2003.8.9(土)台風                         
 孫の3つ目のスプーンが紛失した。遅い朝食時に気が付いたママはガックリして食事が喉を通らなかった。私は夫に「お祈りして下さい」と頼んだ。パパが生ごみに手まで突っ込んで捜したが結局無かった。
 私が使っていた小さくて便利な「たわし」が無くなって、ママが同じような「たわし」を買ってきたがそれも数日前から無い!その前はなんと哺乳瓶の一回り小さいサイズのジュース飲みが無くなった。何かに紛れ込むには大きすぎる。

 その頃、物が無くなるだけではなくヘンなことが起こった。私の部屋のタンスの上に乗せておいたみかん箱の半分くらいの花柄の箱がある時ジュウタンの上に置いてあるではないか。えっ?何で?誰が?事態が呑み込めない私は夫を呼んできて「この箱降ろしたの?」と聞くと主人は「いいや、自分で降ろしたんじゃないのか?」という。私の身長では踏み台が無ければ降ろせない。2階には踏み台を置いてないし、しかもその箱の中身は不要なものばかりだった。私はやってない、というのにボケたのではないかと疑われたのが腹ただしくなって一か月以上そのままにしておいた。「降ろした人が元に戻してください」と。しかし、元に戻ることはなかったので夫にタンスの上に乗せてもらった。迷宮入りになってしまった。

 ある休日、私は疲れたので2階の和室で横になっているとドーンと大きな物音がした。驚いて飛び起きて、押入れの方から聞こえたので開けてみると布団類は整然としている。隣の部屋でパソコンを動かしていた夫に「今、大きな音がしたけど何かしら?」「あゝ、音がしたねえ。何だろう」と言いつつも動じた様子もなく、パソコンの画面に向かっている。1階に降りていって娘の夫に同じことを聞いてみると「確かに大きな音が2階から聞こえてきました」と言って和室に調べに来てくれた。夫も来てみてくれたが何も変わった様子がないのだ。

 奇妙なことが続くので夫が再びこの家の祝福をしてくれた。住宅ローンが終わった時点でこの家の奉献は済んでいたのだが…。
 その後、娘夫婦はスープの冷めない距離に引っ越して行き事件の事は思い出さなくなった。

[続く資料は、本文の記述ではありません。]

use super::*;
use rand::Rng;
use rand::seq::SliceRandom;
use serde::Serialize;

/// Result of a lottery play. On success all nine cells are revealed.
#[derive(Debug, Clone, PartialEq, Eq, Serialize)]
pub struct Draw {
    pub success: bool,
    pub explanation: String,
    pub cells: Vec<Points>,
    pub win: Points,
}

impl Draw {
    fn refused(explanation: impl Into<String>) -> Self {
        Self {
            success: false,
            explanation: explanation.into(),
            cells: Vec::new(),
            win: 0,
        }
    }
}

/// Shuffled payout ladder: `max_win × k / 8` for k in 0..=8.
pub fn board<R>(max_win: Points, rng: &mut R) -> Vec<Points>
where
    R: Rng + ?Sized,
{
    let steps = LOTTERY_CELLS as Points - 1;
    let mut cells = (0..=steps)
        .map(|k| max_win.saturating_mul(k) / steps)
        .collect::<Vec<_>>();
    cells.shuffle(rng);
    cells
}

/// Validates a 1-based cell index.
pub fn cell(index: i64) -> Result<usize, Invalid> {
    usize::try_from(index)
        .ok()
        .filter(|i| (1..=LOTTERY_CELLS).contains(i))
        .ok_or(Invalid::Cell(index))
}

impl Match {
    /// Opens one cell of a freshly shuffled board, paid out by the bank.
    /// Each player gets one play, and only once the lottery has opened.
    pub async fn lottery(&self, player: ID<Player>, index: i64) -> Result<Draw, Invalid> {
        let index = cell(index)?;
        let mut state = self.state.write().await;
        state.phase.require(Phase::Active, "play the lottery")?;
        if state.player(player)?.played_lottery() {
            return Ok(Draw::refused("player already played the lottery"));
        }
        let opens = self.config.lottery_time();
        let elapsed = state.elapsed();
        if elapsed < opens {
            return Ok(Draw::refused(format!(
                "lottery opens in {} seconds",
                (opens - elapsed).as_secs_f32().ceil()
            )));
        }
        let cells = board(self.config.lottery_max_win, &mut state.rng);
        let prize = cells[index - 1];
        let win = prize.min(state.bank);
        if win < prize {
            log::warn!("[match {}] bank covers only {} of lottery prize {}", self.id, win, prize);
        }
        state.bank -= win;
        let winner = state.player_mut(player)?;
        winner.earn(win);
        winner.play_lottery();
        state.transact(Transaction::Lottery {
            player,
            cell: index,
            win,
        });
        Ok(Draw {
            success: true,
            explanation: String::new(),
            cells,
            win,
        })
    }
}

 2011年2月3日友人のHさんが急死してお通夜に行った。十数名の人々が集まり玄関先は靴が多くなったので隣の風呂場に皆さんの靴を何人かで方付けておいた。帰る時刻となり、その靴をまた他のお手伝いの人が玄関に戻している時「自分の靴は風呂場に置いておきなさい」という声が心の中に聞こえた。他の人がやっているので「私の靴は玄関に出さないで下さい」と言えなかった。
後片付けが終わり、さあ帰ろうと玄関に行くと「えっ!私の靴が無い!」何人かでどこを捜してもエコーの黒色の新しいウォーキングシューズが無いのだ。
その代りかのように別の靴があった。メーカーといいデザインといい、間違える程似ているところはどこもなく、黒色で履き馴れた様子ではあるが綺麗な靴だった。御霊の声に従わなかった自分を悔いたが遅すぎた。Hさんの家人が恐縮して「その靴を履いて行ってください」と言われたがそんな気持ちにはなれなかった。その夜その家人が、来た人たち全員に電話をして問い合わせてくれたが全員が「知りません」ということだった。次の日告別式が終わり、斎場に行った。昨日来ていた何人かの女性たちの靴をチラと見たが、大勢でチェックしきれるものではなかった。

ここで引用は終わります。